PTC Tasting ability determined through PCR and Restriction
Amgen Biotechnology Experience:
Supplement Lab 7
Have you ever wondered why some people like broccoli and others do not?
Or some like sweet candy and others like sour?
What determines food preferences?
Science is researching how our genes play a role in our ability to taste or not taste certain chemicals or flavors. Through this lab, you will discover your genotype for the PTC tasting. You will then predict your phenotype and test your prediction by tasting a PTC test strip.
PTC (phenylthiocarbamide) is a chemical that is considered “bitter” in taste. This chemical is not found naturally in foods. Why would our genome need to have a gene that would determine our ability to taste this chemical? Scientists are not completely sure. PTC has a molecular structure that is similar to chemicals found in poisonous plants. One thought is that this gene played a part in the taste receptors for these other poisonous chemicals. There seems to be a correlation between PTC tasting and the dislike of broccoli. Even if you wish that broccoli was a dangerous vegetable, though, it isn’t.
Arthur Fox discovered PTC tasting ability in the 1930’s, when he synthesized phenylthiocarbamide (PTC) in his lab. While doing so, the PTC dust made a lab assistant comment that he could taste bitterness in the air. On the other hand, Fox could not taste the dust in the air. Why could one person taste it and another couldn’t? We now know it is because of their genes. Albert Blakeslee continued this research through taste testing and found that the inability to taste PTC is a recessive trait (one’s genotype is “tt,” with “t” standing for “taste”).

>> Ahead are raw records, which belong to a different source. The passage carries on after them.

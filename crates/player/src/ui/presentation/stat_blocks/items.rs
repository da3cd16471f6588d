//! Item stat block.

use lorelink_domain::ItemRecord;
use serde_json::Value;

use super::{capitalize, StatBlock};

pub(super) fn render_item(item: &ItemRecord) -> String {
    let damage = item.dmg1.as_ref().map(|dice| {
        let kind = item.dmg_type.as_deref().map(damage_type_name).unwrap_or("");
        let base = format!("{} {}", dice, kind).trim_end().to_string();
        match &item.dmg2 {
            Some(versatile) => format!("{} (versatile {})", base, versatile),
            None => base,
        }
    });

    let properties: Vec<&str> = item.property_codes().into_iter().map(property_name).collect();

    StatBlock::new("item", &item.meta.name)
        .subtitle(type_line(item))
        .field_opt("Armor Class", item.ac.map(|ac| ac.to_string()))
        .field_opt("Damage", damage)
        .field_opt("Range", item.range.as_ref().map(|r| format!("{} ft.", r)))
        .field("Properties", properties.join(", "))
        .field_opt("Weight", item.weight.map(format_weight))
        .field_opt("Value", item.value.map(format_value))
        .entries(&item.meta.entries)
        .finish(&item.meta)
}

/// "Weapon (martial), uncommon (requires attunement)".
fn type_line(item: &ItemRecord) -> String {
    let mut kind = if item.wondrous {
        "Wondrous item".to_string()
    } else {
        item.type_code().map(type_name).unwrap_or("Item").to_string()
    };
    if let Some(category) = &item.weapon_category {
        kind = format!("{} ({})", kind, category);
    }

    let mut parts = vec![kind];
    if let Some(rarity) = item.rarity.as_deref().filter(|_| item.is_magic()) {
        parts.push(rarity.to_string());
    }
    let mut line = parts.join(", ");

    match &item.req_attune {
        Some(Value::Bool(true)) => line.push_str(" (requires attunement)"),
        Some(Value::String(by)) => line.push_str(&format!(" (requires attunement {})", by)),
        _ => {}
    }
    capitalize(&line)
}

fn type_name(code: &str) -> &str {
    match code {
        "M" => "Melee weapon",
        "R" => "Ranged weapon",
        "A" => "Ammunition",
        "LA" => "Light armor",
        "MA" => "Medium armor",
        "HA" => "Heavy armor",
        "S" => "Shield",
        "P" => "Potion",
        "RG" => "Ring",
        "RD" => "Rod",
        "WD" => "Wand",
        "ST" => "Staff",
        "SC" => "Scroll",
        "G" => "Adventuring gear",
        "AT" => "Artisan's tools",
        "T" => "Tools",
        "INS" => "Instrument",
        "GS" => "Gaming set",
        "SCF" => "Spellcasting focus",
        "TAH" => "Tack and harness",
        "MNT" => "Mount",
        "VEH" | "SHP" | "AIR" => "Vehicle",
        "FD" => "Food and drink",
        "TG" => "Trade good",
        "$" | "$C" | "$G" | "$A" => "Treasure",
        "EXP" => "Explosive",
        other => other,
    }
}

fn damage_type_name(code: &str) -> &str {
    match code {
        "A" => "acid",
        "B" => "bludgeoning",
        "C" => "cold",
        "F" => "fire",
        "O" => "force",
        "L" => "lightning",
        "N" => "necrotic",
        "P" => "piercing",
        "I" => "poison",
        "Y" => "psychic",
        "R" => "radiant",
        "S" => "slashing",
        "T" => "thunder",
        other => other,
    }
}

fn property_name(code: &str) -> &str {
    match code {
        "A" => "ammunition",
        "AF" => "ammunition (futuristic)",
        "BF" => "burst fire",
        "F" => "finesse",
        "H" => "heavy",
        "L" => "light",
        "LD" => "loading",
        "R" => "reach",
        "RLD" => "reload",
        "S" => "special",
        "T" => "thrown",
        "2H" => "two-handed",
        "V" => "versatile",
        other => other,
    }
}

/// "3 lb.", "0.25 lb."
fn format_weight(pounds: f64) -> String {
    format!("{} lb.", trim_number(pounds))
}

/// Copper pieces in the largest whole denomination: 1500 -> "15 gp".
fn format_value(copper: f64) -> String {
    if copper.fract() == 0.0 && copper >= 100.0 && copper % 100.0 == 0.0 {
        format!("{} gp", trim_number(copper / 100.0))
    } else if copper.fract() == 0.0 && copper >= 10.0 && copper % 10.0 == 0.0 {
        format!("{} sp", trim_number(copper / 10.0))
    } else {
        format!("{} cp", trim_number(copper))
    }
}

fn trim_number(value: f64) -> String {
    if value.fract() == 0.0 {
        format!("{}", value as i64)
    } else {
        format!("{}", value)
    }
}

#[cfg(test)]
mod tests {
    use super::*;
    use serde_json::json;

    fn item(raw: serde_json::Value) -> ItemRecord {
        serde_json::from_value(raw).expect("item")
    }

    #[test]
    fn renders_longsword() {
        let html = render_item(&item(json!({
            "name": "Longsword", "source": "PHB", "page": 149, "type": "M", "rarity": "none",
            "weight": 3, "value": 1500, "dmg1": "1d8", "dmg2": "1d10", "dmgType": "S",
            "property": ["V"], "weaponCategory": "martial", "weapon": true
        })));

        assert!(html.contains("Melee weapon (martial)"));
        assert!(!html.contains("none"));
        assert!(html.contains("1d8 slashing (versatile 1d10)"));
        assert!(html.contains("<strong>Properties:</strong> versatile"));
        assert!(html.contains("<strong>Weight:</strong> 3 lb."));
        assert!(html.contains("<strong>Value:</strong> 15 gp"));
    }

    #[test]
    fn renders_magic_item_with_attunement() {
        let html = render_item(&item(json!({
            "name": "Holy Avenger", "source": "DMG", "type": "M|XDMG", "rarity": "legendary",
            "reqAttune": "by a paladin", "entries": ["You gain a +3 bonus..."]
        })));
        assert!(html.contains("Melee weapon, legendary (requires attunement by a paladin)"));

        let bag = render_item(&item(json!({
            "name": "Bag of Holding", "source": "DMG", "rarity": "uncommon", "wondrous": true
        })));
        assert!(bag.contains("Wondrous item, uncommon"));
    }

    #[test]
    fn value_denominations() {
        assert_eq!(format_value(1500.0), "15 gp");
        assert_eq!(format_value(20.0), "2 sp");
        assert_eq!(format_value(5.0), "5 cp");
        assert_eq!(format_value(0.5), "0.5 cp");
        assert_eq!(format_weight(0.25), "0.25 lb.");
    }
}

In 2003, when scientists had the ability to determine the sequence of certain genes, they found there were many different bitter taste receptors in the human genome, including one gene associated with PTC bitter tasting called taste receptor 2 member 38, or TAS2R38. This gene is 1,143 nucleotides long and has 3 locations where variations in the amino acid sequence correlate with the PTC tasting and non-tasting. Each of these changes is called a “SNP” or a single nucleotide polymorphism. We will use one of these changes, together with polymerase chain reaction (PCR) and restriction enzyme digestion to predict your ability to taste PTC or not. Purpose of this Lab:
We will use one of the SNPs to predict is you are a PTC “taster” or “non-taster.”
You will isolate DNA from your cheek cells and use PCR to copy a small region of the TAS2R38 gene using. PCR is a way to make millions of copies of our desired section of DNAin just a few hours. The size of our PCR product will be 221 base pairs in length. We will then use a restriction enzyme called HaeIII to perform a restriction digest on this PCR product. A restriction digest is the process of cutting a strand of DNA at a specific restriction site: a small unique DNA sequence recognized and cut by restriction enzymes like HaeIII. HaeIII recognizes and cuts at GGCC. If your PCR product contains GGCC, it will cut the PCR product into two pieces. This result will indicate that your gene has the code for the ability to taste PTC. If your gene doesn’t contain GGCC, HaeIII will not cut. This will predict your inability to taste PTC, and you are homozygous recessive (tt) for this gene. You will compare your uncut PCR product to your restriction digested product using agarose gel electrophoresis.
Remember, you have 2 copies of the TAS2R38: one from your mother and one from your father. Your PCR product might have some copies with GGCC and some without; some of the pieces will cut and some won’t. This would indicate that you are heterozygous with a genotype of Tt. Since “T” is dominant, you are a “taster.” If all of the DNA copies cut into two pieces, you are homozygous dominant (TT) and are also a “taster.”